Sarmizegetusa, situata nelle montagne centrali, è stata un tempo la capitale e il centro sacro dei Daci, una civiltà schiacciata dall’imperatore romano Traiano in due sanguinosi conflitti oltre 1.900 anni fa. La vittoria, si vantavano i cronisti romani, portò una delle più grandi ricchezze mai conosciute dal mondo antico: mezzo milione di sterline d’oro e un milione di sterline d’argento.
Dopo la sua vittoria, Traiano portò il bottino a Roma, dove venne pagato per il suo famoso foro. Nello stesso complesso, il Senato Romano eresse una colonna dedicata a Traiano, illustrando la storia delle guerre. Sarmizegetusa fu livellata e dimenticata per secoli. Ma le storie sull’oro della Dacia continuarono a vivere, ispirando generazioni di contadini che abitavano nelle vicinanze a scavare nelle valli ripide.
Solo quando la dittatura comunista in Romania crollò nel 1989, i loro sogni di arricchirsi si realizzarono. Gruppi di cacciatori di tesori locali iniziarono a utilizzare metal detector (non disponibili ai tempi dei comunisti) per cercare artefatti nelle fitte foreste del luogo accidentato.
Le autorità romene affermano che non c’era nulla di segreto riguardo al loro saccheggio: durante gli anni ’90, i ladri acquistarono permessi per la pulizia del legname da funzionari corrotti come copertura, poi usarono metal detector per perquisire la capitale dacica nel tempo libero. L’oro rubato da Sarmizegetusa era quasi perduto. Il suo recupero ha coinvolto autorità europee e statunitensi e un decennio di indagini oscure da parte di procuratori e curatori di musei romeni.
In totale, le autorità romene hanno recuperato 13 bracciali d’oro battuto, oltre 27,5 libbre (12,5 chilogrammi) di oro rosso brillante. I bracciali recuperati — ora esposti a Bucarest, la capitale — sono gli unici di questo tipo scoperti in Romania. Almeno un’altra dozzina, inclusa quella conosciuta come Lotto 26, rimane dispersa.
L’oro trovato a Sarmizegetusa ha spinto gli archeologi a rivalutare la religione e la cultura dei Daci scomparsi. In primo luogo, le scoperte rendono molto più credibile la lode di Roma riguardo alle grandi quantità d’oro dei Daci. Se tali tesori possono ancora essere trovati dopo 1.900 anni, quali ricchezze poteva contenere Sarmizegetusa alla vigilia della sua distruzione?
„Sono alcune delle scoperte più sensazionali del secolo scorso”, afferma Deppert-Lippitz, un esperto indipendente in oro antico autorizzato a valutare le antichità dalla Camera di Commercio e Industria di Francoforte. „Non sapevamo nulla sulla religione dacica, e ora abbiamo un’interpretazione completamente nuova”.
Prima, però, l’oro doveva essere trovato. I bracciali e migliaia di monete d’argento e oro battute a mano trovate insieme a essi iniziarono a emergere sul mercato internazionale quasi immediatamente dopo essere stati scoperti nel terreno di Sarmizegetusa alla fine degli anni ’90, offerti a collezionisti in modo privato e in aste a New York, Parigi e Zurigo.

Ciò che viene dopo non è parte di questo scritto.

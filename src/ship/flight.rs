//! On-rails flight: clamped translation and motion-driven tilt.
//!
//! The ship slides inside a rectangle of the parent's local space. Its
//! orientation is recomputed from scratch every frame from where it is and
//! how hard the stick is pushed, so it carries no hidden state.

use bevy::math::EulerRot;
use bevy::prelude::*;

use crate::settings::ShipSettings;

/// Squared stick deflection below which the ship does not move.
pub const DEAD_ZONE_SQ: f32 = 0.01;

/// Half-extent of a clamp range. A NaN range falls back to `default`.
fn half_extent(range: f32, default: impl FnOnce() -> f32) -> f32 {
    if range.is_nan() { default().abs() } else { range.abs() }
}

/// Move `position` by `axis * speed * dt` per axis and clamp x and y to the
/// configured ranges. Inside the dead-zone the position is returned as is.
#[must_use]
pub fn translate(position: Vec3, axis: Vec2, dt: f32, tuning: &ShipSettings) -> Vec3 {
    if axis.length_squared() < DEAD_ZONE_SQ {
        return position;
    }

    let x_range = half_extent(tuning.x_range, || ShipSettings::default().x_range);
    let y_range = half_extent(tuning.y_range, || ShipSettings::default().y_range);
    let x = (position.x + axis.x * tuning.x_speed * dt).clamp(-x_range, x_range);
    let y = (position.y + axis.y * tuning.y_speed * dt).clamp(-y_range, y_range);
    Vec3::new(x, y, position.z)
}

/// Pitch from height and vertical stick, yaw from sideways offset, roll from
/// horizontal stick. Factors are in degrees.
#[must_use]
pub fn orientation(position: Vec3, axis: Vec2, tuning: &ShipSettings) -> Quat {
    let pitch = position.y * tuning.position_pitch_factor + axis.y * tuning.control_pitch_factor;
    let yaw = position.x * tuning.position_yaw_factor;
    let roll = axis.x * tuning.control_roll_factor;
    Quat::from_euler(EulerRot::YXZ, yaw.to_radians(), pitch.to_radians(), roll.to_radians())
}

/// One flight frame: translate first so the tilt matches the new position.
pub fn flight_step(transform: &mut Transform, axis: Vec2, dt: f32, tuning: &ShipSettings) {
    transform.translation = translate(transform.translation, axis, dt, tuning);
    transform.rotation = orientation(transform.translation, axis, tuning);
}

Poiché l’oro è stato saccheggiato, gli archeologi mancano di informazioni vitali che potrebbero fornire indizi su come e perché i Daci lo abbiano sepolto. Tuttavia, il tesoro aiuta i ricercatori a comprendere aspetti della società e della religione dacica. I romani, afferma Deppert-Lippitz, semplicemente non riuscivano a concentrarsi sulle usanze daciche. Nella narrazione delle guerre di Cassio Dione, egli descrive il re dacico, Decebal, che devia un fiume e nasconde „molto argento e oro e altri artefatti che possono sopravvivere all’umidità” nel letto del fiume. Probabilmente Cassio Dione aveva i fatti corretti, ma la sua interpretazione era errata. Deppert-Lippitz non ha dubbi che Decebal abbia sepolto un grande tesoro vicino a un fiume. Ma non stava nascondendo l’oro ai romani, insiste, ma lo stava sacrificando agli dei, invocando il loro aiuto divino per la sua lotta per la vita e la morte contro Traiano.